Le rappeur originaire du Bronx a récemment sorti deux excellents morceaux ce mois de juin : « Pass The Torch » et « Jus Lef Harlem », en guise de teaser pour son quatrième album intitulé Kid$ Gotta Eat. Notons qu’il y a neuf mois, le rappeur avait sorti « Kid$ Gotta Eat » qui semblait être un single orphelin à l’époque, mais qui se retrouve bien évidemment sur son album. En tout cas, « Pass The Torch » est un morceau à la fois énergique et sombre, mettant en valeur la technique indéniable de Twelvyy. L’album était prévu pour le 7 juillet (déjà sorti au moment où j’écris ces lignes) et je vous conseille bien plus d’une écoute. – Clément
Sauce Walka & Daringer feat. Conway – Dangerous Daringer
Ce morceau est une évidence. Après des années à cracher son venin sur des instrumentales soul épurées, Sauce Walka ne pouvait pas ne pas croiser la route de Daringer. Ce n’est d’ailleurs pas la première fois puisque, au delà de ses apparences auprès des frères de Griselda, un freestyle à peu près identique mais sans Conway circule régulièrement sur les internets. L’ennui, c’est que ledit freestyle est caché dans les médias Twitter de Sauce Walka et vous ne devez pas vous y aventurez (ne faites pas ça… ne faites surtout pas ça). Alors, soyez rassurés puisque ce clip annonce un long format tout entier des deux loustics. – Wilhelm
Gunna – bread and butter (prod. Turbo, Omar Grand & Cam Griffin)

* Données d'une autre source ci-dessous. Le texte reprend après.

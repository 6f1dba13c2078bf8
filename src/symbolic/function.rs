//! # Function capability
//!
//! Every node of an expression implements [`Differentiable`]: it can be evaluated at a
//! point and it can produce its own analytical derivative as a new [`Function`].
//!
//! `Function` is a closed sum type over all node variants. Dispatch of the trait methods
//! over the variants is generated by `enum_dispatch`, so `f.compute(x)` on a `Function`
//! forwards to the variant without a hand-written match.
//!
//! ## Building expressions
//! Leaves and combinators are built bottom-up, either with the constructors of each variant
//! or with the overloaded operators:
//! ```rust, ignore
//! let f = Function::from(PolyTerm::new(1.0, 2.0)) * Exponential::natural().into(); // x^2 * e^x
//! let df = f.differentiate();
//! ```
use crate::symbolic::composite::{ChainBuilder, CompositeChain};
use crate::symbolic::errors::DomainError;
use crate::symbolic::operations::{Addition, Multiplication, Subtraction};
use crate::symbolic::primitives::{Exponential, Logarithm, PolyTerm};
use enum_dispatch::enum_dispatch;
use strum_macros::{Display, EnumIter};

/// The contract every node of an expression tree implements.
#[enum_dispatch]
pub trait Differentiable {
    /// Evaluates the function at `x`.
    fn compute(&self, x: f64) -> Result<f64, DomainError>;
    /// Returns the analytical derivative. Never evaluates, never fails.
    fn differentiate(&self) -> Function;
}

/// A single-variable real function, represented as a tree of nodes.
///
/// Every variant is immutable once constructed: differentiation and composition always
/// produce new values.
#[enum_dispatch(Differentiable)]
#[derive(Debug, Clone)]
pub enum Function {
    /// `scalar * x^power`
    PolyTerm(PolyTerm),
    /// `base^x`
    Exponential(Exponential),
    /// `log_base(x)`
    Logarithm(Logarithm),
    /// sum of any number of operands
    Addition(Addition),
    /// product of one or more operands
    Multiplication(Multiplication),
    /// `fx - gx`
    Subtraction(Subtraction),
    /// nested application `f1(f2(...fn(x)))`
    CompositeChain(CompositeChain),
}

/// Variant tag of a [`Function`].
#[derive(Debug, Clone, Copy, PartialEq, Eq, Hash, Display, EnumIter)]
pub enum FunctionKind {
    PolyTerm,
    Exponential,
    Logarithm,
    Addition,
    Multiplication,
    Subtraction,
    CompositeChain,
}

impl Function {
    pub fn kind(&self) -> FunctionKind {
        match self {
            Function::PolyTerm(_) => FunctionKind::PolyTerm,
            Function::Exponential(_) => FunctionKind::Exponential,
            Function::Logarithm(_) => FunctionKind::Logarithm,
            Function::Addition(_) => FunctionKind::Addition,
            Function::Multiplication(_) => FunctionKind::Multiplication,
            Function::Subtraction(_) => FunctionKind::Subtraction,
            Function::CompositeChain(_) => FunctionKind::CompositeChain,
        }
    }

    /// Looks through single-node composite chains and returns the function they wrap.
    ///
    /// `CompositeChain[f]` and `f` denote the same function; equality and canonical
    /// ordering both compare the normalized forms.
    pub fn normalized(&self) -> &Function {
        let mut current = self;
        while let Function::CompositeChain(chain) = current {
            match chain.single() {
                Some(inner) => current = inner,
                None => break,
            }
        }
        current
    }

    /// Composition `outer(inner(x))`.
    ///
    /// Nodes of chains on either side are spliced in, so composing chains never nests
    /// one chain inside another.
    pub fn compose(outer: Function, inner: Function) -> Function {
        let mut builder = ChainBuilder::new();
        for f in [outer, inner] {
            match f {
                Function::CompositeChain(chain) => {
                    for node in chain.iter() {
                        builder.append_end(node.clone());
                    }
                }
                other => {
                    builder.append_end(other);
                }
            }
        }
        Function::CompositeChain(builder.build())
    }

    pub fn as_poly_term(&self) -> Option<&PolyTerm> {
        match self.normalized() {
            Function::PolyTerm(term) => Some(term),
            _ => None,
        }
    }

    /// True when the function is the literal zero constant.
    pub fn is_zero(&self) -> bool {
        self.as_poly_term().is_some_and(PolyTerm::is_zero)
    }
}

//___________________________________OPERATORS____________________________________

impl std::ops::Add for Function {
    type Output = Function;

    fn add(self, rhs: Function) -> Function {
        Function::Addition(Addition::new(vec![self, rhs]))
    }
}

impl std::ops::Sub for Function {
    type Output = Function;

    fn sub(self, rhs: Function) -> Function {
        Function::Subtraction(Subtraction::new(self, rhs))
    }
}

impl std::ops::Mul for Function {
    type Output = Function;

    fn mul(self, rhs: Function) -> Function {
        Function::Multiplication(Multiplication::new(vec![self, rhs]))
    }
}

impl std::ops::Neg for Function {
    type Output = Function;

    fn neg(self) -> Function {
        Function::Multiplication(Multiplication::new(vec![
            PolyTerm::constant(-1.0).into(),
            self,
        ]))
    }
}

Vous devez sûrement savoir que la justice américaine a décidé de s’attaquer au label de Young Thug, YSL, dont Gunna une des figures de proue. Peut-être savez-vous même que sa libération, en fin d’année dernière, a fait couler beaucoup d’encre et nourrit quelques rumeurs. Peut-être n’en avez-vous rien à foutre, comme des gens normaux. On comprendra toutefois que le principal intéressé soit affecté et décide d’y répondre alors qu’il sort son premier disque depuis le début de toute cette histoire et, par ailleurs, un très bon album. – Wilhelm
Young Thug & Metro Boomin – Jonesboro
Une semaine après son (ex) protégé, Young Thug sortait également un album. Celui-ci loge cependant toujours derrière des barreaux. Il a pu compter sur Metro Boomin qui réalise la direction artistique intégrale du disque. On pourra remercier le producteur de nous livrer le (largement) meilleur album de son pote depuis au moins 5 ans sur lequel figure le bijou « Jonesboro ». On notera également noter les prestations léchées des invitées (à part Drake) et la version de l’album propre au producteur – par ailleurs plutôt mieux réussies que la version studio. – Wilhelm
N.B. : si quelqu’un de puissant nous lit, par pitié, arrêtez de sortir les mêmes albums séquencés différemment c’est tout autant une idée de merde que les rééditions interminables en sans intérêt.